Collected data entries:
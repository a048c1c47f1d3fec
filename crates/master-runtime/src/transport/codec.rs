//! # Frame Codec
//!
//! ```text
//! ┌───────────────┬──────────────────────────────────────────┐
//! │ 4 bytes (BE)  │ N bytes                                  │
//! │ payload len   │ WireMessage as JSON                      │
//! └───────────────┴──────────────────────────────────────────┘
//! ```
//!
//! The length is checked against the configured limit before any payload
//! byte is buffered.

use shared_types::WireMessage;
use std::io;
use thiserror::Error;
use tokio::io::{AsyncRead, AsyncReadExt, AsyncWrite, AsyncWriteExt};

/// Framing failures.
#[derive(Debug, Error)]
pub enum FrameError {
    /// Socket error, including EOF in the middle of a frame.
    #[error("I/O error: {0}")]
    Io(#[from] io::Error),

    /// Declared or encoded length above the limit.
    #[error("Frame of {len} bytes exceeds limit of {max}")]
    TooLarge {
        /// Frame length.
        len: usize,
        /// Configured limit.
        max: usize,
    },

    /// Zero-length frame.
    #[error("Empty frame")]
    Empty,

    /// Payload is not a valid message. Covers invalid IDs in `jid` fields,
    /// since those are sanitized during decoding.
    #[error("Undecodable frame: {0}")]
    Decode(String),

    /// Message could not be serialized.
    #[error("Unencodable message: {0}")]
    Encode(String),
}

/// Read one message.
///
/// Returns `Ok(None)` on a clean EOF at a frame boundary.
///
/// # Errors
///
/// Any partial frame, oversized length or undecodable payload.
pub async fn read_message<R>(reader: &mut R, max_len: usize) -> Result<Option<WireMessage>, FrameError>
where
    R: AsyncRead + Unpin,
{
    let mut len_buf = [0u8; 4];
    match reader.read_exact(&mut len_buf).await {
        Ok(_) => {}
        Err(e) if e.kind() == io::ErrorKind::UnexpectedEof => return Ok(None),
        Err(e) => return Err(e.into()),
    }

    let len = u32::from_be_bytes(len_buf) as usize;
    if len == 0 {
        return Err(FrameError::Empty);
    }
    if len > max_len {
        return Err(FrameError::TooLarge { len, max: max_len });
    }

    let mut payload = vec![0u8; len];
    reader.read_exact(&mut payload).await?;

    serde_json::from_slice(&payload)
        .map(Some)
        .map_err(|e| FrameError::Decode(e.to_string()))
}

/// Write one message and flush.
///
/// # Errors
///
/// Encoding failure, oversized message, or socket error.
pub async fn write_message<W>(writer: &mut W, message: &WireMessage, max_len: usize) -> Result<(), FrameError>
where
    W: AsyncWrite + Unpin,
{
    let payload = serde_json::to_vec(message).map_err(|e| FrameError::Encode(e.to_string()))?;
    if payload.len() > max_len {
        return Err(FrameError::TooLarge {
            len: payload.len(),
            max: max_len,
        });
    }
    let len = u32::try_from(payload.len()).map_err(|_| FrameError::TooLarge {
        len: payload.len(),
        max: max_len,
    })?;

    writer.write_all(&len.to_be_bytes()).await?;
    writer.write_all(&payload).await?;
    writer.flush().await?;
    Ok(())
}

#[cfg(test)]
mod tests {
    use super::*;
    use shared_types::{AuthStatus, MAX_FRAME_LEN};

    fn challenge() -> WireMessage {
        WireMessage::Challenge {
            nonce: vec![7u8; 32],
        }
    }

    #[tokio::test]
    async fn test_frames_survive_a_stream() {
        let (mut a, mut b) = tokio::io::duplex(1024);
        let response = WireMessage::AuthResponse {
            status: AuthStatus::Pending,
            session_id: None,
            encrypted_session_key: None,
        };

        write_message(&mut a, &challenge(), MAX_FRAME_LEN).await.unwrap();
        write_message(&mut a, &response, MAX_FRAME_LEN).await.unwrap();
        drop(a);

        assert_eq!(read_message(&mut b, MAX_FRAME_LEN).await.unwrap(), Some(challenge()));
        assert_eq!(read_message(&mut b, MAX_FRAME_LEN).await.unwrap(), Some(response));
        assert_eq!(read_message(&mut b, MAX_FRAME_LEN).await.unwrap(), None);
    }

    #[tokio::test]
    async fn test_oversized_length_is_refused_before_reading() {
        let (mut a, mut b) = tokio::io::duplex(64);
        a.write_all(&(1_000_000u32).to_be_bytes()).await.unwrap();

        match read_message(&mut b, 1024).await {
            Err(FrameError::TooLarge { len, max }) => {
                assert_eq!(len, 1_000_000);
                assert_eq!(max, 1024);
            }
            other => panic!("expected TooLarge, got {:?}", other),
        }
    }

    #[tokio::test]
    async fn test_oversized_message_is_not_written() {
        let (mut a, _b) = tokio::io::duplex(64);
        let result = write_message(&mut a, &challenge(), 16).await;
        assert!(matches!(result, Err(FrameError::TooLarge { max: 16, .. })));
    }

    #[tokio::test]
    async fn test_truncated_frame_is_an_error() {
        let (mut a, mut b) = tokio::io::duplex(64);
        a.write_all(&10u32.to_be_bytes()).await.unwrap();
        a.write_all(b"{\"ty").await.unwrap();
        drop(a);

        assert!(matches!(read_message(&mut b, 1024).await, Err(FrameError::Io(_))));
    }

    #[tokio::test]
    async fn test_empty_and_garbage_frames() {
        let (mut a, mut b) = tokio::io::duplex(1024);
        a.write_all(&0u32.to_be_bytes()).await.unwrap();
        assert!(matches!(read_message(&mut b, 1024).await, Err(FrameError::Empty)));

        let body = br#"{"type":"JOB_RETURN","jid":"../x","frame":{"seq":1,"ciphertext":""}}"#;
        a.write_all(&(body.len() as u32).to_be_bytes()).await.unwrap();
        a.write_all(body).await.unwrap();
        assert!(matches!(read_message(&mut b, 1024).await, Err(FrameError::Decode(_))));
    }
}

Exercise instructions:
Line by line, write out the records above exactly.

Result below:
repository a048c1c47f1d3fec
filename crates/master-runtime/src/transport/codec.rs
//! # Frame Codec
//!
//! ```text
//! ┌───────────────┬──────────────────────────────────────────┐
//! │ 4 bytes (BE)  │ N bytes                                  │
//! │ payload len   │ WireMessage as JSON                      │
//! └───────────────┴──────────────────────────────────────────┘
//! ```
//!
//! The length is checked against the configured limit before any payload
//! byte is buffered.

use shared_types::WireMessage;
use std::io;
use thiserror::Error;
use tokio::io::{AsyncRead, AsyncReadExt, AsyncWrite, AsyncWriteExt};

/// Framing failures.
#[derive(Debug, Error)]
pub enum FrameError {
    /// Socket error, including EOF in the middle of a frame.
    #[error("I/O error: {0}")]
    Io(#[from] io::Error),

    /// Declared or encoded length above the limit.
    #[error("Frame of {len} bytes exceeds limit of {max}")]
    TooLarge {
        /// Frame length.
        len: usize,
        /// Configured limit.
        max: usize,
    },

    /// Zero-length frame.
    #[error("Empty frame")]
    Empty,

    /// Payload is not a valid message. Covers invalid IDs in `jid` fields,
    /// since those are sanitized during decoding.
    #[error("Undecodable frame: {0}")]
    Decode(String),

    /// Message could not be serialized.
    #[error("Unencodable message: {0}")]
    Encode(String),
}

/// Read one message.
///
/// Returns `Ok(None)` on a clean EOF at a frame boundary.
///
/// # Errors
///
/// Any partial frame, oversized length or undecodable payload.
pub async fn read_message<R>(reader: &mut R, max_len: usize) -> Result<Option<WireMessage>, FrameError>
where
    R: AsyncRead + Unpin,
{
    let mut len_buf = [0u8; 4];
    match reader.read_exact(&mut len_buf).await {
        Ok(_) => {}
        Err(e) if e.kind() == io::ErrorKind::UnexpectedEof => return Ok(None),
        Err(e) => return Err(e.into()),
    }

    let len = u32::from_be_bytes(len_buf) as usize;
    if len == 0 {
        return Err(FrameError::Empty);
    }
    if len > max_len {
        return Err(FrameError::TooLarge { len, max: max_len });
    }

    let mut payload = vec![0u8; len];
    reader.read_exact(&mut payload).await?;

    serde_json::from_slice(&payload)
        .map(Some)
        .map_err(|e| FrameError::Decode(e.to_string()))
}

/// Write one message and flush.
///
/// # Errors
///
/// Encoding failure, oversized message, or socket error.
pub async fn write_message<W>(writer: &mut W, message: &WireMessage, max_len: usize) -> Result<(), FrameError>
where
    W: AsyncWrite + Unpin,
{
    let payload = serde_json::to_vec(message).map_err(|e| FrameError::Encode(e.to_string()))?;
    if payload.len() > max_len {
        return Err(FrameError::TooLarge {
            len: payload.len(),
            max: max_len,
        });
    }
    let len = u32::try_from(payload.len()).map_err(|_| FrameError::TooLarge {
        len: payload.len(),
        max: max_len,
    })?;

    writer.write_all(&len.to_be_bytes()).await?;
    writer.write_all(&payload).await?;
    writer.flush().await?;
    Ok(())
}

#[cfg(test)]
mod tests {
    use super::*;
    use shared_types::{AuthStatus, MAX_FRAME_LEN};

    fn challenge() -> WireMessage {
        WireMessage::Challenge {
            nonce: vec![7u8; 32],
        }
    }

    #[tokio::test]
    async fn test_frames_survive_a_stream() {
        let (mut a, mut b) = tokio::io::duplex(1024);
        let response = WireMessage::AuthResponse {
            status: AuthStatus::Pending,
            session_id: None,
            encrypted_session_key: None,
        };

        write_message(&mut a, &challenge(), MAX_FRAME_LEN).await.unwrap();
        write_message(&mut a, &response, MAX_FRAME_LEN).await.unwrap();
        drop(a);

        assert_eq!(read_message(&mut b, MAX_FRAME_LEN).await.unwrap(), Some(challenge()));
        assert_eq!(read_message(&mut b, MAX_FRAME_LEN).await.unwrap(), Some(response));
        assert_eq!(read_message(&mut b, MAX_FRAME_LEN).await.unwrap(), None);
    }

    #[tokio::test]
    async fn test_oversized_length_is_refused_before_reading() {
        let (mut a, mut b) = tokio::io::duplex(64);
        a.write_all(&(1_000_000u32).to_be_bytes()).await.unwrap();

        match read_message(&mut b, 1024).await {
            Err(FrameError::TooLarge { len, max }) => {
                assert_eq!(len, 1_000_000);
                assert_eq!(max, 1024);
            }
            other => panic!("expected TooLarge, got {:?}", other),
        }
    }

    #[tokio::test]
    async fn test_oversized_message_is_not_written() {
        let (mut a, _b) = tokio::io::duplex(64);
        let result = write_message(&mut a, &challenge(), 16).await;
        assert!(matches!(result, Err(FrameError::TooLarge { max: 16, .. })));
    }

    #[tokio::test]
    async fn test_truncated_frame_is_an_error() {
        let (mut a, mut b) = tokio::io::duplex(64);
        a.write_all(&10u32.to_be_bytes()).await.unwrap();
        a.write_all(b"{\"ty").await.unwrap();
        drop(a);

        assert!(matches!(read_message(&mut b, 1024).await, Err(FrameError::Io(_))));
    }

    #[tokio::test]
    async fn test_empty_and_garbage_frames() {
        let (mut a, mut b) = tokio::io::duplex(1024);
        a.write_all(&0u32.to_be_bytes()).await.unwrap();
        assert!(matches!(read_message(&mut b, 1024).await, Err(FrameError::Empty)));

        let body = br#"{"type":"JOB_RETURN","jid":"../x","frame":{"seq":1,"ciphertext":""}}"#;
        a.write_all(&(body.len() as u32).to_be_bytes()).await.unwrap();
        a.write_all(body).await.unwrap();
        assert!(matches!(read_message(&mut b, 1024).await, Err(FrameError::Decode(_))));
    }
}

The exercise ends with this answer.